Answer: Correlated subqueries are usually used for EXISTS Booleans, and scalar subqueries (e.g. subqueries in the SELECT clause). Correlated subqueries and slow because the sub-query is executed ONCE for each row returned by the outer query.
Speed and Performance A correlated subquery is much slower than a non-correlated subquery because in the former, the inner query executes for each row of the outer query. This means if your table has n rows then whole processing will take the n * n = n^2 time, as compared to 2n times taken by a non-correlated subquery.
Here is my first attempt. This one is dirty and uses the following properties on data:
Query 1:
SELECT sql_no_cache
min(q.start_timestamp) as start,
max(q.end_timestamp) as end,
sum((p1.price + p2.price + p3.price)/3*q.quantity) as total
FROM
quantities q join
prices p1 on q.start_timestamp = p1.timestamp and p1.type_id = 1 join
prices p2 on p2.timestamp = adddate(q.start_timestamp, interval 5 minute) and p2.type_id = 1 join
prices p3 on p3.timestamp = adddate(q.start_timestamp, interval 10 minute) and p3.type_id = 1
WHERE
q.start_timestamp between '2010-07-01 00:00:00' and '2010-07-01 23:59:59'
GROUP BY hour(q.start_timestamp);
This one returns results in 0.01 sec on my slow testing machine, where original query runs in ~6 sec, and gnarf's query in ~0.85 sec (all queries always tested with SQL_NO_CACHE
keyword which does not reuse the results, but on a warm database).
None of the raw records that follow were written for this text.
//! Per-priority-level queue policies.

use std::time::{Duration, Instant};

use crate::request::InferenceRequest;

/// What happens to a request that outlives its queue deadline
#[derive(Debug, Clone, Copy, PartialEq, Eq, Default)]
pub enum TimeoutAction {
    /// Remove the request and answer it with a timeout error
    #[default]
    Reject,
    /// Keep the request queued but stop letting its age force a batch to
    /// fire; it is served whenever a batch reaches it
    Delay,
}

/// Admission and timeout policy for one priority level
#[derive(Debug, Clone, PartialEq, Eq)]
pub struct QueuePolicy {
    /// Action taken when a request exceeds its deadline
    pub timeout_action: TimeoutAction,

    /// Deadline applied to requests that do not carry their own; `None`
    /// disables the timeout
    pub default_timeout: Option<Duration>,

    /// Whether a request-supplied timeout replaces the default
    pub allow_timeout_override: bool,

    /// Maximum requests queued at this level; 0 means unbounded. Enforced
    /// only under [`TimeoutAction::Reject`].
    pub max_queue_size: usize,
}

impl Default for QueuePolicy {
    fn default() -> Self {
        Self {
            timeout_action: TimeoutAction::Reject,
            default_timeout: None,
            allow_timeout_override: false,
            max_queue_size: 0,
        }
    }
}

impl QueuePolicy {
    /// Compute the absolute deadline for a request admitted at `now`
    pub fn effective_deadline(&self, request: &InferenceRequest, now: Instant) -> Option<Instant> {
        let timeout = if self.allow_timeout_override && request.timeout.is_some() {
            request.timeout
        } else {
            self.default_timeout
        };
        timeout.map(|t| now + t)
    }
}

#[cfg(test)]
mod tests {
    use super::*;

    #[test]
    fn test_no_timeout_by_default() {
        let policy = QueuePolicy::default();
        let (req, _rx) = InferenceRequest::new("m", vec![]);
        assert!(policy.effective_deadline(&req, Instant::now()).is_none());
    }

    #[test]
    fn test_default_timeout_applies() {
        let policy = QueuePolicy {
            default_timeout: Some(Duration::from_millis(50)),
            ..Default::default()
        };
        let (req, _rx) = InferenceRequest::new("m", vec![]);
        let now = Instant::now();
        assert_eq!(policy.effective_deadline(&req, now), Some(now + Duration::from_millis(50)));
    }

    #[test]
    fn test_override_requires_permission() {
        let (req, _rx) = InferenceRequest::new("m", vec![]);
        let req = req.with_timeout(Duration::from_millis(5));
        let now = Instant::now();

        let strict = QueuePolicy {
            default_timeout: Some(Duration::from_millis(50)),
            allow_timeout_override: false,
            ..Default::default()
        };
        assert_eq!(strict.effective_deadline(&req, now), Some(now + Duration::from_millis(50)));

        let permissive = QueuePolicy { allow_timeout_override: true, ..strict };
        assert_eq!(
            permissive.effective_deadline(&req, now),
            Some(now + Duration::from_millis(5))
        );
    }
}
EDIT: Here is a version that is not sensitive to missing rows on the price side Query 1a
SELECT sql_no_cache
min(q.start_timestamp) as start,
max(q.end_timestamp) as end,
sum( ( COALESCE(p1.price,0) + COALESCE(p2.price,0) + COALESCE(p3.price,0) ) / (
3 -
COALESCE(p1.price-p1.price,1) -
COALESCE(p2.price-p2.price,1) -
COALESCE(p3.price-p3.price,1)
)
*q.quantity) as total
FROM
quantities q LEFT JOIN
prices p1 on q.start_timestamp = p1.timestamp and p1.type_id = 1 LEFT JOIN
prices p2 on p2.timestamp = adddate(q.start_timestamp, interval 5 minute) and p2.type_id = 1 LEFT JOIN
prices p3 on p3.timestamp = adddate(q.start_timestamp, interval 10 minute) and p3.type_id = 1
WHERE
q.start_timestamp between '2010-07-01 00:00:00' and '2010-07-01 23:59:59'
GROUP BY hour(q.start_timestamp);
EDIT2: Query 2: Here is a direct improvement, and different approach, to your query with minimal changes that brings the execuction time to ~0.22 sec on my machine
SELECT sql_no_cache
MIN( `quantities`.`start_timestamp` ) AS `start`,
MAX( `quantities`.`end_timestamp` ) AS `end`,
SUM( `quantities`.`quantity` * (
SELECT AVG( `prices`.`price` )
FROM `prices`
WHERE
`prices`.`timestamp` >= '2010-07-01 00:00:00'
AND `prices`.`timestamp` < '2010-07-02 00:00:00'
AND `prices`.`timestamp` >= `quantities`.`start_timestamp`
AND `prices`.`timestamp` < `quantities`.`end_timestamp`
AND `prices`.`type_id` = 1
) ) AS total
FROM `quantities`
WHERE `quantities`.`start_timestamp` >= '2010-07-01 00:00:00'
AND `quantities`.`start_timestamp` < '2010-07-02 00:00:00'
GROUP BY HOUR( `quantities`.`start_timestamp` );
That is mysql 5.1, I think I have read that in 5.5 this kind of thing (merging indexes) will be available to the query planner. Also, if you could make your start_timestamp and timestamp be related through foreign key that should allow these kind of correlated queries to make use of indexes (but for this you would need to modify design and establish some sort of timeline table which could then be referenced by quantities and prices both).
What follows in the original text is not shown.